_About this exercise_. Wherever the string "used" shows up in the records below, return that line.

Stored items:

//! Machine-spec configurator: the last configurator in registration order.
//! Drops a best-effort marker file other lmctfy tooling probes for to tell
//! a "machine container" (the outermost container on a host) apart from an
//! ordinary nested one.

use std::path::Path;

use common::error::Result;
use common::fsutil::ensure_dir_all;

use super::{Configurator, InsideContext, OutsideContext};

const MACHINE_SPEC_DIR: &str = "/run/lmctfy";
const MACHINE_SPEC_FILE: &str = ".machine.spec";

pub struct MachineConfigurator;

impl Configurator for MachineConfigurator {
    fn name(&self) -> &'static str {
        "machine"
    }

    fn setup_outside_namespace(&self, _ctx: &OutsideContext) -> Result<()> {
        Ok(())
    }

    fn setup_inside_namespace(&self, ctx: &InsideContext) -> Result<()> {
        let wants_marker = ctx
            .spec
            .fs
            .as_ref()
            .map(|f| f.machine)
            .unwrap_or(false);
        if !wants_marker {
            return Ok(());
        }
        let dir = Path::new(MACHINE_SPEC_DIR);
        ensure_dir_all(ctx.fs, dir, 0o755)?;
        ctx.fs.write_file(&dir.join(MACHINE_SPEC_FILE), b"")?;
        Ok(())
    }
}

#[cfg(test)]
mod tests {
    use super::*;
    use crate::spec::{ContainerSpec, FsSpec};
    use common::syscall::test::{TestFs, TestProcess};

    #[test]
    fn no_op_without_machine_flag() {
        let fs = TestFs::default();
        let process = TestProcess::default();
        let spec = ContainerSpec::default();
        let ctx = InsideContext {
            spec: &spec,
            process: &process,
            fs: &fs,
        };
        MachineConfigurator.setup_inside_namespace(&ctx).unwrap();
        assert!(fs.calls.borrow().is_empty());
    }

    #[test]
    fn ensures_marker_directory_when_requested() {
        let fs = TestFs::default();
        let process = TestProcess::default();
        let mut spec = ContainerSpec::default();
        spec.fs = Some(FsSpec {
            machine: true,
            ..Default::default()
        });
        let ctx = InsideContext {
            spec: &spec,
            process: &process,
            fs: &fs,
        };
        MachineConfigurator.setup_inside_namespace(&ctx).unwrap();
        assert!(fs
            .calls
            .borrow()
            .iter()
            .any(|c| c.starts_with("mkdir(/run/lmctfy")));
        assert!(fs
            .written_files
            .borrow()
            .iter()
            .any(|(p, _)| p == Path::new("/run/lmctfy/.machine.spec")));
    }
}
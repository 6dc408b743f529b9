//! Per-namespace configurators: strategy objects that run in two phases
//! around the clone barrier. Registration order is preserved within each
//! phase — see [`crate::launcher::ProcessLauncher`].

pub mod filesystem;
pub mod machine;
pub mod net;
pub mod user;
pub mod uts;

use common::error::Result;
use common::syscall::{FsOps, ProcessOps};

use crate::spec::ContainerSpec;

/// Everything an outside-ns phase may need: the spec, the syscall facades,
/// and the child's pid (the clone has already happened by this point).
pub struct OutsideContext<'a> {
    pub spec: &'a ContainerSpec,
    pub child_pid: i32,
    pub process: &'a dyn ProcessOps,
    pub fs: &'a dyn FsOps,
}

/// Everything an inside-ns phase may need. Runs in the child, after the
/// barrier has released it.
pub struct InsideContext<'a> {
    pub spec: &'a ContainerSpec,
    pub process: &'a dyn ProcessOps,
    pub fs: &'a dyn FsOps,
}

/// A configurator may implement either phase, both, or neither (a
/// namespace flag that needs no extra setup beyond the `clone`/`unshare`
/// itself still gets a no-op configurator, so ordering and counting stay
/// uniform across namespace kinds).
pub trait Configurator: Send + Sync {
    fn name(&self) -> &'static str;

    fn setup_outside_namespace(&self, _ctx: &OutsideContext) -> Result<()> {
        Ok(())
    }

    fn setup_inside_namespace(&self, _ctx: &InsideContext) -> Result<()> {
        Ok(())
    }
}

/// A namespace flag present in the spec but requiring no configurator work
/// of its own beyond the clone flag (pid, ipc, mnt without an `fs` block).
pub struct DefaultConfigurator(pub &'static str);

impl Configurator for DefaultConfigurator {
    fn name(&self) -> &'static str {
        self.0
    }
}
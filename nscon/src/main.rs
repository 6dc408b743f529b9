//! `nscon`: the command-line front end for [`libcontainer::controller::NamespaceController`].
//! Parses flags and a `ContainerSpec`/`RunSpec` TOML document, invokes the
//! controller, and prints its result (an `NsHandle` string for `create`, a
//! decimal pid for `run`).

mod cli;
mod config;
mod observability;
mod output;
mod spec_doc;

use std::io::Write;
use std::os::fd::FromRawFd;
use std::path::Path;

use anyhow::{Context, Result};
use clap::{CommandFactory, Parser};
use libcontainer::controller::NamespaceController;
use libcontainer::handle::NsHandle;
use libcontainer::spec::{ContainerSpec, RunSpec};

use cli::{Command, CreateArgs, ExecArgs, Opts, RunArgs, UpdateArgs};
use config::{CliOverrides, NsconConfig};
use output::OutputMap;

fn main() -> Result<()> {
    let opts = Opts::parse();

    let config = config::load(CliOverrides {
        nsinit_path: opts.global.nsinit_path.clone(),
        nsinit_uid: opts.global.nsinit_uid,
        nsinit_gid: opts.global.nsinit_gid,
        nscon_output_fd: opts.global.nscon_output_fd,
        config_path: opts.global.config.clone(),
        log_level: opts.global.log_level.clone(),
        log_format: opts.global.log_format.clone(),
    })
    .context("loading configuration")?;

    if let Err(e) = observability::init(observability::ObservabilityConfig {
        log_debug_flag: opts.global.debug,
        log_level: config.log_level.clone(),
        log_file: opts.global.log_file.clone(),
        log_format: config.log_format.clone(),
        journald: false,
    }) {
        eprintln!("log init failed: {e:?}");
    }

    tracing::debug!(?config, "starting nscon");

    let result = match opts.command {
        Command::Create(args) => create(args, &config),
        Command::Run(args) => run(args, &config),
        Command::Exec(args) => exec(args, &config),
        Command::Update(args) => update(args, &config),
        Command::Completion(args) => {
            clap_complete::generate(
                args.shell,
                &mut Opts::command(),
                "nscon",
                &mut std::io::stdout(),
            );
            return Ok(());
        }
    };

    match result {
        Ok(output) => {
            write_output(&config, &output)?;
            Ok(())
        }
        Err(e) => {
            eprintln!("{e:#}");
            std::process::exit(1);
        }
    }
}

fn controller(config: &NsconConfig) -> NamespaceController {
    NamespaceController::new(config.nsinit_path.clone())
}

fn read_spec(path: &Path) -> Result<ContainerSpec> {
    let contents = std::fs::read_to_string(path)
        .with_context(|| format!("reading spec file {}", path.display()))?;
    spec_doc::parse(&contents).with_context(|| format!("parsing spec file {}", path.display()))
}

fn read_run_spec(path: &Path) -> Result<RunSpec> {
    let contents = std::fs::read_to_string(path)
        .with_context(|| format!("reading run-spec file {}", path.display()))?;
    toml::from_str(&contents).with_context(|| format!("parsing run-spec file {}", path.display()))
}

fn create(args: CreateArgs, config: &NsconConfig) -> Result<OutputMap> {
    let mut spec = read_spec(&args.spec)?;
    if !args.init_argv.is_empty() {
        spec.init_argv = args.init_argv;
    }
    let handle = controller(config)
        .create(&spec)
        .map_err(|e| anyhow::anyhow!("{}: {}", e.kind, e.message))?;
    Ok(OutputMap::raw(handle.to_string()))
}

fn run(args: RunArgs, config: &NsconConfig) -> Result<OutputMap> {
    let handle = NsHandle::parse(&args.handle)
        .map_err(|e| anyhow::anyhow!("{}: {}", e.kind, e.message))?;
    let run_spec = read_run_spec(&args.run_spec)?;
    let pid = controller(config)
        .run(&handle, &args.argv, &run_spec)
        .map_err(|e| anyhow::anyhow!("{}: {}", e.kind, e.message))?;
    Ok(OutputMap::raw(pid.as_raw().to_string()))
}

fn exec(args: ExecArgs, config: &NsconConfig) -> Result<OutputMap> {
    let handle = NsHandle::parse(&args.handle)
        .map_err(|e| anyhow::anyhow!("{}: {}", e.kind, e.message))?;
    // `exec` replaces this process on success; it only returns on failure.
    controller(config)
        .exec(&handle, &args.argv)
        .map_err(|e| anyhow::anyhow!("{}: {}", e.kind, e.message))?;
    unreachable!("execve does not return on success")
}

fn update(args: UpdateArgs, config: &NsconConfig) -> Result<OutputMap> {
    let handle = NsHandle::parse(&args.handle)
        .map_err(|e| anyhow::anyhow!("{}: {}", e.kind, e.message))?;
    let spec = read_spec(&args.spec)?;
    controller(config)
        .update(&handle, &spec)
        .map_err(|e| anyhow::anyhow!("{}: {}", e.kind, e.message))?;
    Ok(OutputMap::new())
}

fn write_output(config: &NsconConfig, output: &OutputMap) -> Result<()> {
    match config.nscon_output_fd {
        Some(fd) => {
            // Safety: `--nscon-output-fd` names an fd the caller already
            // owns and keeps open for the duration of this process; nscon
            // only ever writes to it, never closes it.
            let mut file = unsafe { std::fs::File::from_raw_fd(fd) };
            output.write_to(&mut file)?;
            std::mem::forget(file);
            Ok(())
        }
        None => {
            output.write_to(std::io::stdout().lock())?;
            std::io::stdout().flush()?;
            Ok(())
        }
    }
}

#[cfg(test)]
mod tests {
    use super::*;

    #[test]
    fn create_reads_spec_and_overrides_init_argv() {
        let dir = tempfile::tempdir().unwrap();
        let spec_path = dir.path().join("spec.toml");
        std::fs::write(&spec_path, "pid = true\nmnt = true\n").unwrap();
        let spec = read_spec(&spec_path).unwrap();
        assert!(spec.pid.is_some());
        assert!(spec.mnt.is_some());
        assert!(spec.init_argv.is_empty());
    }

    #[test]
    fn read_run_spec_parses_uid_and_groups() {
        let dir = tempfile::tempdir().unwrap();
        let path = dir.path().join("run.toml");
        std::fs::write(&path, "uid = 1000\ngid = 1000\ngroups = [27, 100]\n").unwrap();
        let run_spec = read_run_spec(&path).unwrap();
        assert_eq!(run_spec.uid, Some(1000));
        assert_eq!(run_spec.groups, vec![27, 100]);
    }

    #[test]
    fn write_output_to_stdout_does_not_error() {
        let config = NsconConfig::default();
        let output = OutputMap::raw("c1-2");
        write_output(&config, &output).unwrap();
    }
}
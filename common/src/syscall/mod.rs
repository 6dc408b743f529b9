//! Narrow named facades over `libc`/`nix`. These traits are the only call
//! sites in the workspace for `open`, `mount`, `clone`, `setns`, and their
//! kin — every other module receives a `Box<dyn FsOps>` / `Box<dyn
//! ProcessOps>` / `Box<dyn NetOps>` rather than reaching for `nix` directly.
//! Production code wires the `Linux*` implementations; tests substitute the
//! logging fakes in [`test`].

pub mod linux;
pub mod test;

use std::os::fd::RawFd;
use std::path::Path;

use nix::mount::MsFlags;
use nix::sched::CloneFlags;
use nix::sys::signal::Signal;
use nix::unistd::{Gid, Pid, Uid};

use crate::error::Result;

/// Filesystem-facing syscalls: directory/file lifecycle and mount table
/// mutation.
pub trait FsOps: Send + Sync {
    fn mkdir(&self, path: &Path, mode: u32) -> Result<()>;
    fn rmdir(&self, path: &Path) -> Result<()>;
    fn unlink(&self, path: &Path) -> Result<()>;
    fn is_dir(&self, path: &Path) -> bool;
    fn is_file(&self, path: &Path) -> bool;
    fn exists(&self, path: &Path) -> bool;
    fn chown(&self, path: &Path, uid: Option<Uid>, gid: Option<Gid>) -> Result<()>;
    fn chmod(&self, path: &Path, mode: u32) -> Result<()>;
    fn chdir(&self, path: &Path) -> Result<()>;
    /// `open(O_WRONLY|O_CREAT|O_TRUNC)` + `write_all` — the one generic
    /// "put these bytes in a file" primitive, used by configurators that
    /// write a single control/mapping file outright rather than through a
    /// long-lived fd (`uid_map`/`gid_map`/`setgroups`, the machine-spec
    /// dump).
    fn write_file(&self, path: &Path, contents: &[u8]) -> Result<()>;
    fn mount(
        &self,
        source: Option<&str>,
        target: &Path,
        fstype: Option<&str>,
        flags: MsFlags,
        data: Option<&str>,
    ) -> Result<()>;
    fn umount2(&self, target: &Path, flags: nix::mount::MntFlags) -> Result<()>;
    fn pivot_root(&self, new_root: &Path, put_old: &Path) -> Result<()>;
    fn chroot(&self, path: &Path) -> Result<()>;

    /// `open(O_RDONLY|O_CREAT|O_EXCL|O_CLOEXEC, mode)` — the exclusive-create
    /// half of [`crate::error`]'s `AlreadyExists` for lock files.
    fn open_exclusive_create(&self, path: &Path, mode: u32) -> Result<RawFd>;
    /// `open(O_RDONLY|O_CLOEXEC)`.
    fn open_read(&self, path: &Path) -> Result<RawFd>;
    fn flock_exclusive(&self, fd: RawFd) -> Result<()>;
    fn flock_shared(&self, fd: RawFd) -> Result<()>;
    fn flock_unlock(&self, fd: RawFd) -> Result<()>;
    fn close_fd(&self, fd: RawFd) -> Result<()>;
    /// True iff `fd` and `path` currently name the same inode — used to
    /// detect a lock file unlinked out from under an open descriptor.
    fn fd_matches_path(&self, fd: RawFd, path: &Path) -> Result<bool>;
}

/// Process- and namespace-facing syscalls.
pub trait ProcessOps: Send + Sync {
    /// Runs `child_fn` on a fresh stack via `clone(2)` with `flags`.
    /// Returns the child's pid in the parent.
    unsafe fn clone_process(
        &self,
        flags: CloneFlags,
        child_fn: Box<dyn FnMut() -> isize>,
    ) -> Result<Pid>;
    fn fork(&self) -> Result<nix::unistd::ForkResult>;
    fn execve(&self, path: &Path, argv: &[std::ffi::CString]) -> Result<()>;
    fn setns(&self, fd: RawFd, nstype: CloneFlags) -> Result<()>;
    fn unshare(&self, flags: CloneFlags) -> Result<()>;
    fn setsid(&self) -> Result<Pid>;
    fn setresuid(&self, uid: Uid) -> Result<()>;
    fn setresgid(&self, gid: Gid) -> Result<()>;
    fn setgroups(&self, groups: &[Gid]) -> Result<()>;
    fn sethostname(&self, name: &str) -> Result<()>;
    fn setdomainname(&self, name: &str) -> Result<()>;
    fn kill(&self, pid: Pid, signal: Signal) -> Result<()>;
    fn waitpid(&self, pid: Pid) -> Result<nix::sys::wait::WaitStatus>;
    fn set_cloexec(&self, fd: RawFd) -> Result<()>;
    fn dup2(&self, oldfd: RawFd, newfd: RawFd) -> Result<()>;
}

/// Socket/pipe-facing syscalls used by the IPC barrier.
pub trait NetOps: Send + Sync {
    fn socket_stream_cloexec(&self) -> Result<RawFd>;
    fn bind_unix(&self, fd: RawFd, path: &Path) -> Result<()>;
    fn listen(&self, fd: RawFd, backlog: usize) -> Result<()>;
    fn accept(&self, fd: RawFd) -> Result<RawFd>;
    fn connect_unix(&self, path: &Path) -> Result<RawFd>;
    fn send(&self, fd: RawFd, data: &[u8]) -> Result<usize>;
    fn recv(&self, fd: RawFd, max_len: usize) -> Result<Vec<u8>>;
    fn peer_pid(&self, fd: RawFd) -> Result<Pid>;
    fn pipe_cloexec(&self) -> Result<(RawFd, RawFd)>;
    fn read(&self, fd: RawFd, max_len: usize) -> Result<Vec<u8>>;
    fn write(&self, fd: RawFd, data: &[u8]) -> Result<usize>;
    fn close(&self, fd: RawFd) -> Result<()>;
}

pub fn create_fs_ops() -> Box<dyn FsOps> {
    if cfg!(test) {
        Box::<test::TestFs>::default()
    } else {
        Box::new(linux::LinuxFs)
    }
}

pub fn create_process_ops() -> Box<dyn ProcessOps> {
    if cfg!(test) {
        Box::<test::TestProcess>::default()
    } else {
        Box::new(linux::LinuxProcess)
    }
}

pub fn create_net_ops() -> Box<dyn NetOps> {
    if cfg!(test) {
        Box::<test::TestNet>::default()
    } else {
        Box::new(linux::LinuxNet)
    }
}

_Task response_.
    /// "put these bytes in a file" primitive, used by configurators that
    /// True iff `fd` and `path` currently name the same inode — used to
/// Socket/pipe-facing syscalls used by the IPC barrier.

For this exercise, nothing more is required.